Natural carbon sinks are threatened by droughts and heat waves
05-05-2025

Natural carbon sinks are threatened by droughts and heat waves

Landscapes in southwest Europe are losing their knack for soaking up carbon dioxide. A string of hotter, drier summers is shrinking the margin between what plants absorb during growth and what they release back to the air, affecting Europe’s natural carbon sinks.

When the weather turns extreme, that slender gain can vanish, turning once helpful forests and fields into temporary carbon sources. The warning comes from the Institute of Environmental Science and Technology at the Universitat Autònoma de Barcelona (ICTA‑UAB) and partner groups.

The study combines satellite light measurements, ground‑level carbon‑flux towers, and a revamped vegetation model that now tracks soil moisture. It covers Portugal, Spain, southern France, and Italy from 2001 to 2022.

How plants act like living lungs

Plants pull carbon from the atmosphere during photosynthesis and lock much of it into wood, leaves, and roots. At the same time, they respire – sending part of that carbon back out as gas.

The net balance – called net ecosystem exchange – shows whether a landscape acts as a carbon sink or a source. In a stable climate, Europe’s lush spring and mild autumns keep that balance on the sink side.

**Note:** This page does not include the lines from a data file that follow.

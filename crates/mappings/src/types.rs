use crate::error::{MappingError, Result};
use serde::{Deserialize, Serialize};

/// Sentinel key for the default (root) package
pub const DEFAULT_PACKAGE: &str = ".";

/// Key of a field mapping: owning class, field name, optional type descriptor.
///
/// The descriptor is optional because some source formats (TSRG) carry no
/// field types; lookups fall back from (name, descriptor) to (name) when the
/// descriptor-qualified key misses.
#[derive(Debug, Clone, PartialEq, Eq, Hash, PartialOrd, Ord, Serialize, Deserialize)]
pub struct FieldKey {
    /// Owning class key (slash-delimited)
    pub owner: String,

    /// Field name
    pub name: String,

    /// Type descriptor, when the source format supplied one
    pub descriptor: Option<String>,
}

impl FieldKey {
    /// Create a new field key
    pub fn new(
        owner: impl Into<String>,
        name: impl Into<String>,
        descriptor: Option<String>,
    ) -> Self {
        Self {
            owner: owner.into(),
            name: name.into(),
            descriptor,
        }
    }
}

/// Key of a method mapping: owning class, method name, descriptor.
///
/// The descriptor is never optional — overloaded methods sharing a name must
/// remain distinguishable.
#[derive(Debug, Clone, PartialEq, Eq, Hash, PartialOrd, Ord, Serialize, Deserialize)]
pub struct MethodKey {
    /// Owning class key (slash-delimited)
    pub owner: String,

    /// Method name
    pub name: String,

    /// Method descriptor (parameter and return types)
    pub descriptor: String,
}

impl MethodKey {
    /// Create a new method key
    pub fn new(
        owner: impl Into<String>,
        name: impl Into<String>,
        descriptor: impl Into<String>,
    ) -> Self {
        Self {
            owner: owner.into(),
            name: name.into(),
            descriptor: descriptor.into(),
        }
    }
}

/// Normalize a package key to the trailing-separator convention.
///
/// The empty string and the `.` sentinel both denote the default package;
/// everything else is stored slash-delimited with a trailing `/`.
pub fn normalize_package(raw: &str) -> Result<String> {
    if raw.is_empty() || raw == DEFAULT_PACKAGE {
        return Ok(DEFAULT_PACKAGE.to_string());
    }
    if raw.contains('.') {
        return Err(MappingError::key_format(
            raw,
            "package keys are slash-delimited and must not contain `.`",
        ));
    }
    if raw.ends_with('/') {
        Ok(raw.to_string())
    } else {
        Ok(format!("{raw}/"))
    }
}

/// Validate a class, member, or descriptor key component.
pub(crate) fn ensure_no_dot(key: &str, what: &str) -> Result<()> {
    if key.contains('.') {
        return Err(MappingError::key_format(
            key,
            format!("{what} must not contain `.`"),
        ));
    }
    Ok(())
}

/// Convert a stored package key (`a/b/` or `.`) into dotted form (`a.b` or ``).
pub(crate) fn package_to_dotted(stored: &str) -> String {
    if stored == DEFAULT_PACKAGE {
        return String::new();
    }
    stored.trim_end_matches('/').replace('/', ".")
}

/// Convert a dotted package name (`a.b` or ``) back into stored form.
pub(crate) fn dotted_to_package(dotted: &str) -> String {
    if dotted.is_empty() {
        return DEFAULT_PACKAGE.to_string();
    }
    format!("{}/", dotted.replace('.', "/"))
}

#[cfg(test)]
mod tests {
    use super::*;
    use pretty_assertions::assert_eq;

    #[test]
    fn normalizes_trailing_separator() {
        assert_eq!(normalize_package("a/b").unwrap(), "a/b/");
        assert_eq!(normalize_package("a/b/").unwrap(), "a/b/");
    }

    #[test]
    fn default_package_sentinel() {
        assert_eq!(normalize_package("").unwrap(), ".");
        assert_eq!(normalize_package(".").unwrap(), ".");
    }

    #[test]
    fn rejects_dotted_package() {
        let err = normalize_package("a.b").unwrap_err();
        assert!(matches!(err, MappingError::KeyFormat { .. }));
    }

    #[test]
    fn package_dotted_round_trip() {
        assert_eq!(package_to_dotted("a/b/"), "a.b");
        assert_eq!(package_to_dotted("."), "");
        assert_eq!(dotted_to_package("a.b"), "a/b/");
        assert_eq!(dotted_to_package(""), ".");
    }
}
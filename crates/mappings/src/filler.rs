//! Propagating member renames down an inheritance hierarchy.
//!
//! The class hierarchy itself is an external collaborator: the filler only
//! consumes an abstract lookup that turns a class key into the class's
//! members and its ordered superclass chain.

use crate::descriptor::class_references;
use crate::error::Result;
use crate::table::Mappings;
use indexmap::IndexSet;
use serde::{Deserialize, Serialize};
use std::collections::HashMap;

/// A field or method as seen by the hierarchy collaborator.
#[derive(Debug, Clone, PartialEq, Eq, Serialize, Deserialize)]
pub struct MemberInfo {
    /// Member name
    pub name: String,

    /// Type descriptor (field type, or method parameter/return types)
    pub descriptor: String,

    /// Private members never propagate to subclasses
    pub is_private: bool,
}

/// A resolved class: its own key plus its declared members.
#[derive(Debug, Clone, Default, PartialEq, Eq, Serialize, Deserialize)]
pub struct ClassInfo {
    /// Class key (slash-delimited)
    pub name: String,

    /// Declared fields
    pub fields: Vec<MemberInfo>,

    /// Declared methods
    pub methods: Vec<MemberInfo>,
}

/// Result of resolving one class through the collaborator.
#[derive(Debug, Clone, Default, PartialEq, Eq, Serialize, Deserialize)]
pub struct ResolvedClass {
    /// The class itself
    pub class: ClassInfo,

    /// Superclasses, nearest first
    pub superclasses: Vec<ClassInfo>,
}

/// External class-hierarchy lookup consumed by [`fill`].
pub trait HierarchyResolver {
    /// Resolve a class key into its node and ordered superclass chain.
    ///
    /// `None` means the collaborator has no information for this class;
    /// the filler logs and moves on.
    fn resolve(&self, class_key: &str) -> Option<ResolvedClass>;
}

/// Add field/method mappings inherited from superclasses.
///
/// For every class mentioned anywhere in the mapping, each non-private,
/// non-constructor member of each superclass whose name maps to something
/// different *in the superclass's own context* is registered on the
/// subclass with skip-if-exists, so explicit entries are never overwritten.
/// A class the resolver cannot supply is skipped, not fatal.
pub fn fill<R: HierarchyResolver>(mappings: &mut Mappings, resolver: &R) -> Result<()> {
    for class_key in mentioned_classes(mappings) {
        let Some(resolved) = resolver.resolve(&class_key) else {
            log::warn!("no hierarchy information for `{class_key}`, skipping");
            continue;
        };
        fill_class(mappings, &class_key, &resolved)?;
    }
    Ok(())
}

/// Every class key the mapping mentions: class-table keys plus owners and
/// descriptor references embedded in field/method keys.
fn mentioned_classes(mappings: &Mappings) -> IndexSet<String> {
    let mut classes = IndexSet::new();
    for class in mappings.classes().keys() {
        classes.insert(class.clone());
    }
    for key in mappings.fields().keys() {
        classes.insert(key.owner.clone());
        if let Some(desc) = &key.descriptor {
            for reference in class_references(desc) {
                classes.insert(reference.to_string());
            }
        }
    }
    for key in mappings.methods().keys() {
        classes.insert(key.owner.clone());
        for reference in class_references(&key.descriptor) {
            classes.insert(reference.to_string());
        }
    }
    classes
}

fn is_initializer(name: &str) -> bool {
    name == "<init>" || name == "<clinit>"
}

fn fill_class(mappings: &mut Mappings, class_key: &str, resolved: &ResolvedClass) -> Result<()> {
    // targets already chosen for a (name, descriptor) pair during this
    // pass; a superclass further up proposing a different target is skipped
    let mut chosen_fields: HashMap<(String, String), String> = HashMap::new();
    let mut chosen_methods: HashMap<(String, String), String> = HashMap::new();

    for superclass in &resolved.superclasses {
        for field in &superclass.fields {
            if field.is_private {
                continue;
            }
            let mapped = mappings.map_field(&superclass.name, &field.name, Some(&field.descriptor));
            if mapped == field.name {
                continue;
            }
            let pair = (field.name.clone(), field.descriptor.clone());
            match chosen_fields.get(&pair) {
                Some(existing) if *existing != mapped => continue,
                Some(_) => {}
                None => {
                    chosen_fields.insert(pair, mapped.clone());
                }
            }
            mappings.add_field(class_key, &field.name, Some(&field.descriptor), &mapped, true)?;
        }

        for method in &superclass.methods {
            if method.is_private || is_initializer(&method.name) {
                continue;
            }
            let mapped = mappings.map_method(&superclass.name, &method.name, &method.descriptor);
            if mapped == method.name {
                continue;
            }
            let pair = (method.name.clone(), method.descriptor.clone());
            match chosen_methods.get(&pair) {
                Some(existing) if *existing != mapped => continue,
                Some(_) => {}
                None => {
                    chosen_methods.insert(pair, mapped.clone());
                }
            }
            mappings.add_method(class_key, &method.name, &method.descriptor, &mapped, true)?;
        }
    }
    Ok(())
}

#[cfg(test)]
mod tests {
    use super::*;
    use pretty_assertions::assert_eq;

    struct MapResolver {
        classes: HashMap<String, ResolvedClass>,
    }

    impl MapResolver {
        fn new() -> Self {
            Self {
                classes: HashMap::new(),
            }
        }

        fn insert(&mut self, class: ResolvedClass) {
            self.classes.insert(class.class.name.clone(), class);
        }
    }

    impl HierarchyResolver for MapResolver {
        fn resolve(&self, class_key: &str) -> Option<ResolvedClass> {
            self.classes.get(class_key).cloned()
        }
    }

    fn method(name: &str, descriptor: &str, is_private: bool) -> MemberInfo {
        MemberInfo {
            name: name.to_string(),
            descriptor: descriptor.to_string(),
            is_private,
        }
    }

    fn class(name: &str) -> ClassInfo {
        ClassInfo {
            name: name.to_string(),
            fields: Vec::new(),
            methods: Vec::new(),
        }
    }

    #[test]
    fn propagates_inherited_method_renames() {
        let mut m = Mappings::new();
        m.add_class("a/Sub", "x/Sub", false).unwrap();
        m.add_method("a/Base", "run", "()V", "go", false).unwrap();

        let mut base = class("a/Base");
        base.methods.push(method("run", "()V", false));
        let mut resolver = MapResolver::new();
        resolver.insert(ResolvedClass {
            class: class("a/Sub"),
            superclasses: vec![base],
        });

        fill(&mut m, &resolver).unwrap();

        // calls through the subclass now resolve to the ancestor's rename
        assert_eq!(m.map_method("a/Sub", "run", "()V"), "go");
    }

    #[test]
    fn skips_private_members_and_initializers() {
        let mut m = Mappings::new();
        m.add_class("a/Sub", "x/Sub", false).unwrap();
        m.add_method("a/Base", "hidden", "()V", "renamed", false)
            .unwrap();
        m.add_method("a/Base", "<init>", "()V", "ctor", false)
            .unwrap();

        let mut base = class("a/Base");
        base.methods.push(method("hidden", "()V", true));
        base.methods.push(method("<init>", "()V", false));
        let mut resolver = MapResolver::new();
        resolver.insert(ResolvedClass {
            class: class("a/Sub"),
            superclasses: vec![base],
        });

        fill(&mut m, &resolver).unwrap();

        assert_eq!(m.map_method("a/Sub", "hidden", "()V"), "hidden");
        assert_eq!(m.map_method("a/Sub", "<init>", "()V"), "<init>");
    }

    #[test]
    fn explicit_subclass_mapping_wins() {
        let mut m = Mappings::new();
        m.add_method("a/Sub", "run", "()V", "explicit", false).unwrap();
        m.add_method("a/Base", "run", "()V", "inherited", false)
            .unwrap();

        let mut base = class("a/Base");
        base.methods.push(method("run", "()V", false));
        let mut resolver = MapResolver::new();
        resolver.insert(ResolvedClass {
            class: class("a/Sub"),
            superclasses: vec![base],
        });

        fill(&mut m, &resolver).unwrap();

        assert_eq!(m.map_method("a/Sub", "run", "()V"), "explicit");
    }

    #[test]
    fn conflicting_targets_keep_first_choice() {
        let mut m = Mappings::new();
        m.add_class("a/Sub", "x/Sub", false).unwrap();
        m.add_method("a/Near", "run", "()V", "first", false).unwrap();
        m.add_method("a/Far", "run", "()V", "second", false).unwrap();

        let mut near = class("a/Near");
        near.methods.push(method("run", "()V", false));
        let mut far = class("a/Far");
        far.methods.push(method("run", "()V", false));
        let mut resolver = MapResolver::new();
        resolver.insert(ResolvedClass {
            class: class("a/Sub"),
            superclasses: vec![near, far],
        });

        fill(&mut m, &resolver).unwrap();

        assert_eq!(m.map_method("a/Sub", "run", "()V"), "first");
    }

    #[test]
    fn unresolvable_class_does_not_abort_filling() {
        let mut m = Mappings::new();
        m.add_class("a/Unknown", "x/Unknown", false).unwrap();
        m.add_class("a/Sub", "x/Sub", false).unwrap();
        m.add_field("a/Base", "f", Some("I"), "g", false).unwrap();

        let mut base = class("a/Base");
        base.fields.push(MemberInfo {
            name: "f".to_string(),
            descriptor: "I".to_string(),
            is_private: false,
        });
        let mut resolver = MapResolver::new();
        // a/Unknown is deliberately absent from the resolver
        resolver.insert(ResolvedClass {
            class: class("a/Sub"),
            superclasses: vec![base],
        });

        fill(&mut m, &resolver).unwrap();

        assert_eq!(m.map_field("a/Sub", "f", Some("I")), "g");
    }

    #[test]
    fn mentions_owners_and_descriptor_references() {
        let mut m = Mappings::new();
        m.add_class("a/Mapped", "x/Mapped", false).unwrap();
        m.add_method("a/Owner", "run", "(La/Param;)V", "go", false)
            .unwrap();

        let mentioned = mentioned_classes(&m);
        assert!(mentioned.contains("a/Mapped"));
        assert!(mentioned.contains("a/Owner"));
        assert!(mentioned.contains("a/Param"));
    }
}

Warmer springs now arrive earlier. Autumn frosts come later. That extra time boosts raw photosynthesis by roughly three to six grams of carbon per square meter each year across the study area.

The catch is that respiration grows almost as fast because heat speeds up plant metabolism and powers soil microbes that digest dead matter. On average the net annual gain is less than one gram. A single heat wave can erase it.

Historic temperature records

The summer of 2022 set historic temperature records and followed months of scant rain. Soil dried out through winter, spring, and into the next autumn.

Across the region, net carbon uptake fell by more than one‑quarter compared with the long‑term average.

Researchers calculated that, during those scorching months, vegetation failed to absorb more carbon than the nation of Spain emitted in the entire year. That demonstrates how a single season can upend national climate budgets.

Soil and plants depend on rain

The team’s updated model points to soil moisture as the hidden lever. In humid Atlantic and continental belts, plants depend on steady rainfall. When a drought strikes, these regions see the sharpest drop in photosynthesis and the steepest rise in respiration.

By contrast, Mediterranean woodlands expect short summer dry spells. They cope better until dryness arrives earlier in spring or drags on longer into autumn.

Fields in France’s Central Massif already appear to have crossed from sink to source. Long‑term drying means they now release more carbon than they lock away. Other lowland farms and even some mixed forests may follow if groundwater drops or irrigation fails.

Mountain zones such as the Alps and the Apennines still gain carbon because winters warm just enough to spur extra spring growth, but their soils are also drying. The cushion is thinning everywhere.

Protecting natural carbon sinks

Protecting the region’s natural sink starts with water. Land managers can slow runoff by planting ground cover, restoring wetlands, and shading soils to cut evaporation. Adding organic mulch helps soils hold moisture far into summer.

Moreover, farmers can switch to drought‑tolerant crop varieties and trim deep ploughing that exposes moist earth to hot air. Finally, forest stewards can thin overcrowded stands to reduce water stress and leave coarse wood on the ground to shade roots.

Rapid monitoring matters too. The study shows that satellite‑based fluorescence – a faint glow released by chlorophyll – drops as soon as leaves shut down.

Agencies can use that signal to flag stressed regions days or weeks before carbon losses peak. Early warnings allow water‑saving rules and firefighting plans to kick in sooner.

Importance of emissions targets

Policy makers should also revise emissions targets with smaller natural offsets in mind. The assumption that forests will always pick up humanity’s slack no longer holds in a warming, drying climate.

Cutting fossil‑fuel use remains the safest path, while adaptation keeps ecosystems functioning as long as possible.

The lesson for the wider world is clear. Southwest Europe still stores more carbon than it emits most years, but the buffer is razor‑thin.

As heat waves and droughts grow more common, that buffer can disappear in one bad summer. Keeping soils damp, canopies green, and emissions low gives nature its best shot at staying on the sink side of the carbon ledger.

The study is published in the journal Global Biogeochemical Cycles.